__What you are asked to do__. Line by line, output the entries below exactly as they appear.

__Supplied data__.
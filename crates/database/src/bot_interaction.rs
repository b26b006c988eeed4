//! Bot interaction records: analytics and rate-limit accounting.

use serde::Serialize;
use sqlx::SqlitePool;
use tracing::debug;

use crate::error::Result;
use crate::models::{BotInteraction, NewBotInteraction};

/// Record one automated turn. Rows are never updated afterwards.
pub async fn record(pool: &SqlitePool, interaction: &NewBotInteraction<'_>) -> Result<()> {
    sqlx::query(
        r#"
        INSERT INTO bot_interactions
            (customer_phone, customer_name, user_message, bot_response,
             responder_tier, escalated, escalation_reason)
        VALUES (?, ?, ?, ?, ?, ?, ?)
        "#,
    )
    .bind(interaction.customer_phone)
    .bind(interaction.customer_name)
    .bind(interaction.user_message)
    .bind(interaction.bot_response)
    .bind(interaction.responder_tier)
    .bind(interaction.escalated)
    .bind(interaction.escalation_reason)
    .execute(pool)
    .await?;

    debug!(
        customer = %interaction.customer_phone,
        tier = %interaction.responder_tier,
        escalated = interaction.escalated,
        "recorded bot interaction"
    );
    Ok(())
}

/// Interactions recorded for a customer since the start of the current day.
pub async fn count_today(pool: &SqlitePool, customer_phone: &str) -> Result<i64> {
    let count: i64 = sqlx::query_scalar(
        r#"
        SELECT COUNT(*) FROM bot_interactions
        WHERE customer_phone = ? AND created_at >= datetime('now', 'start of day')
        "#,
    )
    .bind(customer_phone)
    .fetch_one(pool)
    .await?;

    Ok(count)
}

/// Interactions recorded for a customer in the trailing hour.
pub async fn count_last_hour(pool: &SqlitePool, customer_phone: &str) -> Result<i64> {
    let count: i64 = sqlx::query_scalar(
        r#"
        SELECT COUNT(*) FROM bot_interactions
        WHERE customer_phone = ? AND created_at >= datetime('now', '-1 hour')
        "#,
    )
    .bind(customer_phone)
    .fetch_one(pool)
    .await?;

    Ok(count)
}

/// List the interactions of one customer, newest first.
pub async fn list_for_customer(
    pool: &SqlitePool,
    customer_phone: &str,
    limit: i64,
) -> Result<Vec<BotInteraction>> {
    let records = sqlx::query_as::<_, BotInteraction>(
        r#"
        SELECT id, customer_phone, customer_name, user_message, bot_response,
               responder_tier, escalated, escalation_reason, created_at
        FROM bot_interactions
        WHERE customer_phone = ?
        ORDER BY id DESC
        LIMIT ?
        "#,
    )
    .bind(customer_phone)
    .bind(limit)
    .fetch_all(pool)
    .await?;

    Ok(records)
}

/// Aggregated view of automated handling, for the admin surface.
#[derive(Debug, Clone, Serialize)]
pub struct AnalyticsSummary {
    /// Total automated turns recorded.
    pub total_interactions: i64,
    /// How many of those escalated.
    pub escalated_interactions: i64,
    /// Share of turns resolved without a human, in percent.
    pub success_rate: f64,
    /// Turn counts per responder tier.
    pub by_tier: Vec<(String, i64)>,
    /// Escalation counts per reason.
    pub by_reason: Vec<(String, i64)>,
    /// Turns recorded in the trailing 24 hours.
    pub last_24h: i64,
}

/// Compute the analytics summary over all recorded interactions.
pub async fn analytics(pool: &SqlitePool) -> Result<AnalyticsSummary> {
    let total_interactions: i64 = sqlx::query_scalar("SELECT COUNT(*) FROM bot_interactions")
        .fetch_one(pool)
        .await?;

    let escalated_interactions: i64 =
        sqlx::query_scalar("SELECT COUNT(*) FROM bot_interactions WHERE escalated = 1")
            .fetch_one(pool)
            .await?;

    let by_tier = sqlx::query_as::<_, (String, i64)>(
        r#"
        SELECT responder_tier, COUNT(*) FROM bot_interactions
        GROUP BY responder_tier
        ORDER BY COUNT(*) DESC
        "#,
    )
    .fetch_all(pool)
    .await?;

    let by_reason = sqlx::query_as::<_, (String, i64)>(
        r#"
        SELECT escalation_reason, COUNT(*) FROM bot_interactions
        WHERE escalated = 1 AND escalation_reason IS NOT NULL
        GROUP BY escalation_reason
        ORDER BY COUNT(*) DESC
        "#,
    )
    .fetch_all(pool)
    .await?;

    let last_24h: i64 = sqlx::query_scalar(
        "SELECT COUNT(*) FROM bot_interactions WHERE created_at >= datetime('now', '-1 day')",
    )
    .fetch_one(pool)
    .await?;

    let success_rate = if total_interactions > 0 {
        (total_interactions - escalated_interactions) as f64 / total_interactions as f64 * 100.0
    } else {
        0.0
    };

    Ok(AnalyticsSummary {
        total_interactions,
        escalated_interactions,
        success_rate,
        by_tier,
        by_reason,
        last_24h,
    })
}

#[cfg(test)]
mod tests {
    use super::*;
    use crate::Database;

    fn interaction<'a>(escalated: bool, tier: &'a str, reason: Option<&'a str>) -> NewBotInteraction<'a> {
        NewBotInteraction {
            customer_phone: "+5511999990000",
            customer_name: Some("Maria"),
            user_message: "oi",
            bot_response: "Olá Maria!",
            responder_tier: tier,
            escalated,
            escalation_reason: reason,
        }
    }

    #[tokio::test]
    async fn counts_track_recorded_turns() {
        let db = Database::connect("sqlite::memory:").await.unwrap();
        db.migrate().await.unwrap();
        let pool = db.pool();

        for _ in 0..3 {
            record(pool, &interaction(false, "fallback", None)).await.unwrap();
        }

        assert_eq!(count_today(pool, "+5511999990000").await.unwrap(), 3);
        assert_eq!(count_last_hour(pool, "+5511999990000").await.unwrap(), 3);
        assert_eq!(count_today(pool, "+5522222222222").await.unwrap(), 0);
    }

    #[tokio::test]
    async fn analytics_aggregates_by_tier_and_reason() {
        let db = Database::connect("sqlite::memory:").await.unwrap();
        db.migrate().await.unwrap();
        let pool = db.pool();

        record(pool, &interaction(false, "llm", None)).await.unwrap();
        record(pool, &interaction(false, "fallback", None)).await.unwrap();
        record(pool, &interaction(true, "escalation", Some("user_requested")))
            .await
            .unwrap();

        let summary = analytics(pool).await.unwrap();
        assert_eq!(summary.total_interactions, 3);
        assert_eq!(summary.escalated_interactions, 1);
        assert!((summary.success_rate - 66.666).abs() < 0.1);
        assert_eq!(summary.last_24h, 3);
        assert!(summary
            .by_reason
            .iter()
            .any(|(reason, count)| reason == "user_requested" && *count == 1));
    }

    #[tokio::test]
    async fn empty_analytics_has_zero_rate() {
        let db = Database::connect("sqlite::memory:").await.unwrap();
        db.migrate().await.unwrap();

        let summary = analytics(db.pool()).await.unwrap();
        assert_eq!(summary.total_interactions, 0);
        assert_eq!(summary.success_rate, 0.0);
    }
}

__Completed exercise__.
filename crates/database/src/bot_interaction.rs
repository b26b006c988eeed4
//! Bot interaction records: analytics and rate-limit accounting.

use serde::Serialize;
use sqlx::SqlitePool;
use tracing::debug;

use crate::error::Result;
use crate::models::{BotInteraction, NewBotInteraction};

/// Record one automated turn. Rows are never updated afterwards.
pub async fn record(pool: &SqlitePool, interaction: &NewBotInteraction<'_>) -> Result<()> {
    sqlx::query(
        r#"
        INSERT INTO bot_interactions
            (customer_phone, customer_name, user_message, bot_response,
             responder_tier, escalated, escalation_reason)
        VALUES (?, ?, ?, ?, ?, ?, ?)
        "#,
    )
    .bind(interaction.customer_phone)
    .bind(interaction.customer_name)
    .bind(interaction.user_message)
    .bind(interaction.bot_response)
    .bind(interaction.responder_tier)
    .bind(interaction.escalated)
    .bind(interaction.escalation_reason)
    .execute(pool)
    .await?;

    debug!(
        customer = %interaction.customer_phone,
        tier = %interaction.responder_tier,
        escalated = interaction.escalated,
        "recorded bot interaction"
    );
    Ok(())
}

/// Interactions recorded for a customer since the start of the current day.
pub async fn count_today(pool: &SqlitePool, customer_phone: &str) -> Result<i64> {
    let count: i64 = sqlx::query_scalar(
        r#"
        SELECT COUNT(*) FROM bot_interactions
        WHERE customer_phone = ? AND created_at >= datetime('now', 'start of day')
        "#,
    )
    .bind(customer_phone)
    .fetch_one(pool)
    .await?;

    Ok(count)
}

/// Interactions recorded for a customer in the trailing hour.
pub async fn count_last_hour(pool: &SqlitePool, customer_phone: &str) -> Result<i64> {
    let count: i64 = sqlx::query_scalar(
        r#"
        SELECT COUNT(*) FROM bot_interactions
        WHERE customer_phone = ? AND created_at >= datetime('now', '-1 hour')
        "#,
    )
    .bind(customer_phone)
    .fetch_one(pool)
    .await?;

    Ok(count)
}

/// List the interactions of one customer, newest first.
pub async fn list_for_customer(
    pool: &SqlitePool,
    customer_phone: &str,
    limit: i64,
) -> Result<Vec<BotInteraction>> {
    let records = sqlx::query_as::<_, BotInteraction>(
        r#"
        SELECT id, customer_phone, customer_name, user_message, bot_response,
               responder_tier, escalated, escalation_reason, created_at
        FROM bot_interactions
        WHERE customer_phone = ?
        ORDER BY id DESC
        LIMIT ?
        "#,
    )
    .bind(customer_phone)
    .bind(limit)
    .fetch_all(pool)
    .await?;

    Ok(records)
}

/// Aggregated view of automated handling, for the admin surface.
#[derive(Debug, Clone, Serialize)]
pub struct AnalyticsSummary {
    /// Total automated turns recorded.
    pub total_interactions: i64,
    /// How many of those escalated.
    pub escalated_interactions: i64,
    /// Share of turns resolved without a human, in percent.
    pub success_rate: f64,
    /// Turn counts per responder tier.
    pub by_tier: Vec<(String, i64)>,
    /// Escalation counts per reason.
    pub by_reason: Vec<(String, i64)>,
    /// Turns recorded in the trailing 24 hours.
    pub last_24h: i64,
}

/// Compute the analytics summary over all recorded interactions.
pub async fn analytics(pool: &SqlitePool) -> Result<AnalyticsSummary> {
    let total_interactions: i64 = sqlx::query_scalar("SELECT COUNT(*) FROM bot_interactions")
        .fetch_one(pool)
        .await?;

    let escalated_interactions: i64 =
        sqlx::query_scalar("SELECT COUNT(*) FROM bot_interactions WHERE escalated = 1")
            .fetch_one(pool)
            .await?;

    let by_tier = sqlx::query_as::<_, (String, i64)>(
        r#"
        SELECT responder_tier, COUNT(*) FROM bot_interactions
        GROUP BY responder_tier
        ORDER BY COUNT(*) DESC
        "#,
    )
    .fetch_all(pool)
    .await?;

    let by_reason = sqlx::query_as::<_, (String, i64)>(
        r#"
        SELECT escalation_reason, COUNT(*) FROM bot_interactions
        WHERE escalated = 1 AND escalation_reason IS NOT NULL
        GROUP BY escalation_reason
        ORDER BY COUNT(*) DESC
        "#,
    )
    .fetch_all(pool)
    .await?;

    let last_24h: i64 = sqlx::query_scalar(
        "SELECT COUNT(*) FROM bot_interactions WHERE created_at >= datetime('now', '-1 day')",
    )
    .fetch_one(pool)
    .await?;

    let success_rate = if total_interactions > 0 {
        (total_interactions - escalated_interactions) as f64 / total_interactions as f64 * 100.0
    } else {
        0.0
    };

    Ok(AnalyticsSummary {
        total_interactions,
        escalated_interactions,
        success_rate,
        by_tier,
        by_reason,
        last_24h,
    })
}

#[cfg(test)]
mod tests {
    use super::*;
    use crate::Database;

    fn interaction<'a>(escalated: bool, tier: &'a str, reason: Option<&'a str>) -> NewBotInteraction<'a> {
        NewBotInteraction {
            customer_phone: "+5511999990000",
            customer_name: Some("Maria"),
            user_message: "oi",
            bot_response: "Olá Maria!",
            responder_tier: tier,
            escalated,
            escalation_reason: reason,
        }
    }

    #[tokio::test]
    async fn counts_track_recorded_turns() {
        let db = Database::connect("sqlite::memory:").await.unwrap();
        db.migrate().await.unwrap();
        let pool = db.pool();

        for _ in 0..3 {
            record(pool, &interaction(false, "fallback", None)).await.unwrap();
        }

        assert_eq!(count_today(pool, "+5511999990000").await.unwrap(), 3);
        assert_eq!(count_last_hour(pool, "+5511999990000").await.unwrap(), 3);
        assert_eq!(count_today(pool, "+5522222222222").await.unwrap(), 0);
    }

    #[tokio::test]
    async fn analytics_aggregates_by_tier_and_reason() {
        let db = Database::connect("sqlite::memory:").await.unwrap();
        db.migrate().await.unwrap();
        let pool = db.pool();

        record(pool, &interaction(false, "llm", None)).await.unwrap();
        record(pool, &interaction(false, "fallback", None)).await.unwrap();
        record(pool, &interaction(true, "escalation", Some("user_requested")))
            .await
            .unwrap();

        let summary = analytics(pool).await.unwrap();
        assert_eq!(summary.total_interactions, 3);
        assert_eq!(summary.escalated_interactions, 1);
        assert!((summary.success_rate - 66.666).abs() < 0.1);
        assert_eq!(summary.last_24h, 3);
        assert!(summary
            .by_reason
            .iter()
            .any(|(reason, count)| reason == "user_requested" && *count == 1));
    }

    #[tokio::test]
    async fn empty_analytics_has_zero_rate() {
        let db = Database::connect("sqlite::memory:").await.unwrap();
        db.migrate().await.unwrap();

        let summary = analytics(db.pool()).await.unwrap();
        assert_eq!(summary.total_interactions, 0);
        assert_eq!(summary.success_rate, 0.0);
    }
}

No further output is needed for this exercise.